_Exercise goal:_
Each line holding the string "info" is to be copied from the data.

[Stored items]
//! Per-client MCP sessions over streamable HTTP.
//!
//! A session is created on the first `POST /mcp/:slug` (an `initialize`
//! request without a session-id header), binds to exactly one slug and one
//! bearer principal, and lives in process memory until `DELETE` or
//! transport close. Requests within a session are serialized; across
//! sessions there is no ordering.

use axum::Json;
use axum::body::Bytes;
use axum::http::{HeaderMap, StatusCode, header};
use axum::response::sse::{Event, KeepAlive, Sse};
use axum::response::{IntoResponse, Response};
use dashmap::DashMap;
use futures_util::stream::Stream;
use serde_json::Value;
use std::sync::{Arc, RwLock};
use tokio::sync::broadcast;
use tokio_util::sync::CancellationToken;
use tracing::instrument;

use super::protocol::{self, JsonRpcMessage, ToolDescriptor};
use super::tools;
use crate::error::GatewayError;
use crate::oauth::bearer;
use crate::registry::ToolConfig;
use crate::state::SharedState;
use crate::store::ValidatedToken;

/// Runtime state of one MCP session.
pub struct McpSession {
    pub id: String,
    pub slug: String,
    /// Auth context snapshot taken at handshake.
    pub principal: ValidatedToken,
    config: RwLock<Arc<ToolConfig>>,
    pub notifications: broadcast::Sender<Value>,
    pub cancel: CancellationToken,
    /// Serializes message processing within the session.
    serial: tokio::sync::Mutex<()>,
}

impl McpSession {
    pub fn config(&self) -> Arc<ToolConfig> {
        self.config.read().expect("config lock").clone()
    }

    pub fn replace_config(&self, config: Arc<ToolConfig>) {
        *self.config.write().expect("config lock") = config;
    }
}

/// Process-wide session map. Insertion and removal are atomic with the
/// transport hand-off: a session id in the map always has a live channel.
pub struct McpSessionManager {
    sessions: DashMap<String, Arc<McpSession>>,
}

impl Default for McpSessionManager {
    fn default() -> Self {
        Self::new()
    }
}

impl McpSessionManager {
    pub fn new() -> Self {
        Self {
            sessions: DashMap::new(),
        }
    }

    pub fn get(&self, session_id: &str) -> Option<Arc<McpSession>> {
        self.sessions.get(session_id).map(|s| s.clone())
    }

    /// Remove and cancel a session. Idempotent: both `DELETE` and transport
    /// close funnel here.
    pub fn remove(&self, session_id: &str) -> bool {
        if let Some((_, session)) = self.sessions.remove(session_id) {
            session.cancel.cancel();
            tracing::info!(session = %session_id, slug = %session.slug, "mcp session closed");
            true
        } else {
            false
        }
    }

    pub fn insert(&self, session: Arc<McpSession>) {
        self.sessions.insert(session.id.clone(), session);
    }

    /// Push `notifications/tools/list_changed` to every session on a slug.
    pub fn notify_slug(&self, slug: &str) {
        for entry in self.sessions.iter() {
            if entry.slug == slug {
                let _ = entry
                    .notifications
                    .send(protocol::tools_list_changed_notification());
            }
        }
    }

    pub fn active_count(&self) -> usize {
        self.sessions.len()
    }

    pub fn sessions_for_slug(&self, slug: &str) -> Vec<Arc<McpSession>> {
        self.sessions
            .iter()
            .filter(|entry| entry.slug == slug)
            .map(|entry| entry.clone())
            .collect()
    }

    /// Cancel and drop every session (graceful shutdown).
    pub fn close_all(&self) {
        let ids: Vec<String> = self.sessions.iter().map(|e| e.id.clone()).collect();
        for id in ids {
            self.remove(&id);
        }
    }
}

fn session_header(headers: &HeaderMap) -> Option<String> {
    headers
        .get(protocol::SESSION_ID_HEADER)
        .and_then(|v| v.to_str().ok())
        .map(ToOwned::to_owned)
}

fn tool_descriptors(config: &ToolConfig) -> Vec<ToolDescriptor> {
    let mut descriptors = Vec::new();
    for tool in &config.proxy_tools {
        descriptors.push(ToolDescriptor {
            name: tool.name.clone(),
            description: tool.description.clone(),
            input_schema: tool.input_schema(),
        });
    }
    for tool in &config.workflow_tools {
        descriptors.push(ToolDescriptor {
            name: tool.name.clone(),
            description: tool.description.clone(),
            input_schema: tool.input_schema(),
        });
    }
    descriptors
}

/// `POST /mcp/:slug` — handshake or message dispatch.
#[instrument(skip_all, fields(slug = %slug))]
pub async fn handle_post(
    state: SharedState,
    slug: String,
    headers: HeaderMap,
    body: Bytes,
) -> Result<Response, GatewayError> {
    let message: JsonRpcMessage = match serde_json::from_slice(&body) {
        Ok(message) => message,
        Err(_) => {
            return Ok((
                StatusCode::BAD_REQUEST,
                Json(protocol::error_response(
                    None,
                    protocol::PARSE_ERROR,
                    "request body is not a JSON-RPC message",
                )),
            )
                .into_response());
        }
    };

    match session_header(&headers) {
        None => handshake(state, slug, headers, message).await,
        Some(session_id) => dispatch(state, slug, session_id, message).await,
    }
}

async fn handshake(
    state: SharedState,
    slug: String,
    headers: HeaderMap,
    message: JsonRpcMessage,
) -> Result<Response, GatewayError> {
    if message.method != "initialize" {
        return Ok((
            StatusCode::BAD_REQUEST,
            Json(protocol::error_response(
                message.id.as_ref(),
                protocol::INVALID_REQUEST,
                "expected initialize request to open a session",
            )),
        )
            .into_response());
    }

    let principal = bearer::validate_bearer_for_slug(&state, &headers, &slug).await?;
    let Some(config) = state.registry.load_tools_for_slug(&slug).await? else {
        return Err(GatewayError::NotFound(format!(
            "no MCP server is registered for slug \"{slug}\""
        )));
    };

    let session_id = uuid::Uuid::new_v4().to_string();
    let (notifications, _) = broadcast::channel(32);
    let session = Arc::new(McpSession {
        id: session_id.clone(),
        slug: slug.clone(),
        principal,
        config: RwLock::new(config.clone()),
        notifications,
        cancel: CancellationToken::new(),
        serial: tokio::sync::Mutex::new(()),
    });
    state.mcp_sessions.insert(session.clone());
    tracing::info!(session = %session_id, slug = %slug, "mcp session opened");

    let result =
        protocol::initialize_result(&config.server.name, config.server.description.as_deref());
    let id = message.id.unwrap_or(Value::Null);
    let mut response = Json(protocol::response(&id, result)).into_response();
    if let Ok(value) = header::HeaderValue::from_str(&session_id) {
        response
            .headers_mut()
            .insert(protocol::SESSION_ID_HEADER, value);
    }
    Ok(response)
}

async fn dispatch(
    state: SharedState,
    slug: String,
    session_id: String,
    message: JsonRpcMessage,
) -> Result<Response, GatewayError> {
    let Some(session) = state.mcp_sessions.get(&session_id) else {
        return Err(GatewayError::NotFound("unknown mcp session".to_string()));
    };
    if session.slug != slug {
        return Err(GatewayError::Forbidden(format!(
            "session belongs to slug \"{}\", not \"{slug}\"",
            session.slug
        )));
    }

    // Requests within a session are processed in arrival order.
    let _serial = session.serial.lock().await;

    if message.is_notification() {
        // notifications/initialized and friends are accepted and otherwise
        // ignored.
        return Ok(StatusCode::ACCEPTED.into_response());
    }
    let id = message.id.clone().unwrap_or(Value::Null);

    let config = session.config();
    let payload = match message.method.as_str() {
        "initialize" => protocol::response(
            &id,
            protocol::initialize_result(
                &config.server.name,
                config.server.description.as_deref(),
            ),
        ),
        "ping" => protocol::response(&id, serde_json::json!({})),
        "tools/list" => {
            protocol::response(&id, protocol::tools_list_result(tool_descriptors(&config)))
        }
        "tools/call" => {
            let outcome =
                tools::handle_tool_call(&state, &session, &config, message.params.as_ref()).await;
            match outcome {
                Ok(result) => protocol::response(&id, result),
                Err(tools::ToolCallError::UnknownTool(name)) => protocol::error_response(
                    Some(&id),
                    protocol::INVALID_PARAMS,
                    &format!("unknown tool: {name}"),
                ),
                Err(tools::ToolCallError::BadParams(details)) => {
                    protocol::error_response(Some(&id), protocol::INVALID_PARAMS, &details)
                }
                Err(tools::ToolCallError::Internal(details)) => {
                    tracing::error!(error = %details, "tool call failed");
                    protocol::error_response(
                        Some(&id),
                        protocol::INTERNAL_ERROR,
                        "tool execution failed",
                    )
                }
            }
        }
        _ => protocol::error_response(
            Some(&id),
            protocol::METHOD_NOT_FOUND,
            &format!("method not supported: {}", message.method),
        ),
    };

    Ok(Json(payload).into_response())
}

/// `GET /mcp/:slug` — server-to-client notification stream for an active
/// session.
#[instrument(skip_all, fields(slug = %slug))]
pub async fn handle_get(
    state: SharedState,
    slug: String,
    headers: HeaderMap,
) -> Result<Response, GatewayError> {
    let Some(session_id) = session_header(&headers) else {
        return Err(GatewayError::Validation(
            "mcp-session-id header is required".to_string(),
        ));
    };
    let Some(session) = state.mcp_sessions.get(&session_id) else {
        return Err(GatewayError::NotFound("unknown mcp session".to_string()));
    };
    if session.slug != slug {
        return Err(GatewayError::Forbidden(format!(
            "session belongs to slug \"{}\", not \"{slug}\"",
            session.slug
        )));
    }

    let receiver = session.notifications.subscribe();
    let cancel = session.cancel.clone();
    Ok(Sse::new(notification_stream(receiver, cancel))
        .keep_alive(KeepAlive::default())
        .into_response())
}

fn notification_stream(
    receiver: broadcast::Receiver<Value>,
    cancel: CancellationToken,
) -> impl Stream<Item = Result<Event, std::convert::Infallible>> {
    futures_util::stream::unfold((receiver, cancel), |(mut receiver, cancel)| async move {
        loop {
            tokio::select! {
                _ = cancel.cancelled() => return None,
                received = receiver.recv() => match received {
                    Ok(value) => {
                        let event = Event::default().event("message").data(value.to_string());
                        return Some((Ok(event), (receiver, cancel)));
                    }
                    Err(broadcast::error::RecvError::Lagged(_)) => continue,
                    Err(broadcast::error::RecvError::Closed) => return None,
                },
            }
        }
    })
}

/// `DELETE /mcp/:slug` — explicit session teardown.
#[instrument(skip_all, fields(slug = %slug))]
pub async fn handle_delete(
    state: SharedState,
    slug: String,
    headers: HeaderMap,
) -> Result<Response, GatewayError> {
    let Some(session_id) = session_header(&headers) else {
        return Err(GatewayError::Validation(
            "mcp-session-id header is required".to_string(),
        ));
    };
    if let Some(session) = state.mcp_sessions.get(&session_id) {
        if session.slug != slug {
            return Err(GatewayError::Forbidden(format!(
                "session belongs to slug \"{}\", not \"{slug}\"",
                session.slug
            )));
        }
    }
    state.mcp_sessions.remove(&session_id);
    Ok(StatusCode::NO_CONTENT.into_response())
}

...

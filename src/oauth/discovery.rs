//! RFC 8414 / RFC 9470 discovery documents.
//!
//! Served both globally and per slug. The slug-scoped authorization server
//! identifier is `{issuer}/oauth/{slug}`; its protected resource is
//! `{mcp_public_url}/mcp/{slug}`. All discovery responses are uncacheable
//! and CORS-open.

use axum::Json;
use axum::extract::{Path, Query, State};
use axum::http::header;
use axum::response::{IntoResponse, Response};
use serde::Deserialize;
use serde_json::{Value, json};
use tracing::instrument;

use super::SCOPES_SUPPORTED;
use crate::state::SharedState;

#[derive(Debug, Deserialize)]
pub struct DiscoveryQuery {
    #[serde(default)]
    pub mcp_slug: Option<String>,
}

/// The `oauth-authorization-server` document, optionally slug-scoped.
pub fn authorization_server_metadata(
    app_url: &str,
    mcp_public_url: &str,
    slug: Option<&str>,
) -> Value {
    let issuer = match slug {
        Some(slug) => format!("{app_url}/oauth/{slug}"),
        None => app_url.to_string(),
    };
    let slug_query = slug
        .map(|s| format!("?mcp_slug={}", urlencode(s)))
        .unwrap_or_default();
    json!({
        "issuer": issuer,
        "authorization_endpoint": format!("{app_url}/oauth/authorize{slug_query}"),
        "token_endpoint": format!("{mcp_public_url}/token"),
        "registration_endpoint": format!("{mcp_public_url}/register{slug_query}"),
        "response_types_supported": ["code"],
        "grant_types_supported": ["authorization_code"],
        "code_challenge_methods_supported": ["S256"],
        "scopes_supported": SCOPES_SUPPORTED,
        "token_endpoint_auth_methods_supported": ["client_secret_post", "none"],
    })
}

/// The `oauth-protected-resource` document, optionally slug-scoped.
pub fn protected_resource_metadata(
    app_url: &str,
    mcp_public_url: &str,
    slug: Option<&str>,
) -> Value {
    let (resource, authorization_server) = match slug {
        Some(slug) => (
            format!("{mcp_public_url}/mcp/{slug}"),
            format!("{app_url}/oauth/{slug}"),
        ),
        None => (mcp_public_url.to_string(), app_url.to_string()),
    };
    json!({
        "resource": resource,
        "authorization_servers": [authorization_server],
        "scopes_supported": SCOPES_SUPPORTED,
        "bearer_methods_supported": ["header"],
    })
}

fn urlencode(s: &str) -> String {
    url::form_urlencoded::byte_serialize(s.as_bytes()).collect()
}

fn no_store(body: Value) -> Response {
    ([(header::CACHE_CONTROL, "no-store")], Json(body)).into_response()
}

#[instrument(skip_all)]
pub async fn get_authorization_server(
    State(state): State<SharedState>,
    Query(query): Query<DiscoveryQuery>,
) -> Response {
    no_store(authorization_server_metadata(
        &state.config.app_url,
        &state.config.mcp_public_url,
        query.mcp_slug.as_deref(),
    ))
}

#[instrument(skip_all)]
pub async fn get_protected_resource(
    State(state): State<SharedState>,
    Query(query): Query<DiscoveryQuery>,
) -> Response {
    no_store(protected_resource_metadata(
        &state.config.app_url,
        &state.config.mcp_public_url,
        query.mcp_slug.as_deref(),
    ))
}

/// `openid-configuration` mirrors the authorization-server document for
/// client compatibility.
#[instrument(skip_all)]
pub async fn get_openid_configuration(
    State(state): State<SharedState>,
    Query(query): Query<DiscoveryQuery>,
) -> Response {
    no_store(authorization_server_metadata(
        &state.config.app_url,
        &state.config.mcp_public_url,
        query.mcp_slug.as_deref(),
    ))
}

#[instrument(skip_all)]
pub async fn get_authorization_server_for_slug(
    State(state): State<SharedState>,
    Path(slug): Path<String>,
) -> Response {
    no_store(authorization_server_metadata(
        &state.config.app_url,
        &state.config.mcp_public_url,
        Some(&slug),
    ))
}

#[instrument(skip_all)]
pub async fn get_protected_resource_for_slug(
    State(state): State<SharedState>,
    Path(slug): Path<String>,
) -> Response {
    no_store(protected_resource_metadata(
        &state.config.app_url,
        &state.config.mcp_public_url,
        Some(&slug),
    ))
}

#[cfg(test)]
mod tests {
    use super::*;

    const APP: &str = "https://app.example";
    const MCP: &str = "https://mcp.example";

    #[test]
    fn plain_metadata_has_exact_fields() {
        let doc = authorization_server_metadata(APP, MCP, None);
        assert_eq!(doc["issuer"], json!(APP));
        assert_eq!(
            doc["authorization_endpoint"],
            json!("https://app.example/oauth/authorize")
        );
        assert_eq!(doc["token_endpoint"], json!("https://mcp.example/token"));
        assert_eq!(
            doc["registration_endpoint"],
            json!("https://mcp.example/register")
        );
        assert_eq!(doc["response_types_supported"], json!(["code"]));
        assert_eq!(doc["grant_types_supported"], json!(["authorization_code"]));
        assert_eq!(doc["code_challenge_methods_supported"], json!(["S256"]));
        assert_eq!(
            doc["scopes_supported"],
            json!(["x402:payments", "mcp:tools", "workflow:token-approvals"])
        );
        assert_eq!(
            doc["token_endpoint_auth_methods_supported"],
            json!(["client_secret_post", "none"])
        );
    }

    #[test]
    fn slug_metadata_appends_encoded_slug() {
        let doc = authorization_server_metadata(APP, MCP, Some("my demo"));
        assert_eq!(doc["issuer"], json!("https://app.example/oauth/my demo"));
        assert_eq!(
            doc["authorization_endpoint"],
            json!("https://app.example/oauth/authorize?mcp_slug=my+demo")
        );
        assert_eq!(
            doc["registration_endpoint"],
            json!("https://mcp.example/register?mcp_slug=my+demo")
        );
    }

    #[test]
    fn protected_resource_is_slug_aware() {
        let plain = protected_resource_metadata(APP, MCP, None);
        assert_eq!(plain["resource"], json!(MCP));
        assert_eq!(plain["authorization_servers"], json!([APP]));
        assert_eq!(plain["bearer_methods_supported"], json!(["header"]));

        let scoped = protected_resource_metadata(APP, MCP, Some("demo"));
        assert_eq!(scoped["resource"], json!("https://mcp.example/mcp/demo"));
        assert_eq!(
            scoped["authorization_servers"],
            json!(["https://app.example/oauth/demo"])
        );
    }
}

_Solution for this task:_
            tracing::info!(session = %session_id, slug = %session.slug, "mcp session closed");
    tracing::info!(session = %session_id, slug = %slug, "mcp session opened");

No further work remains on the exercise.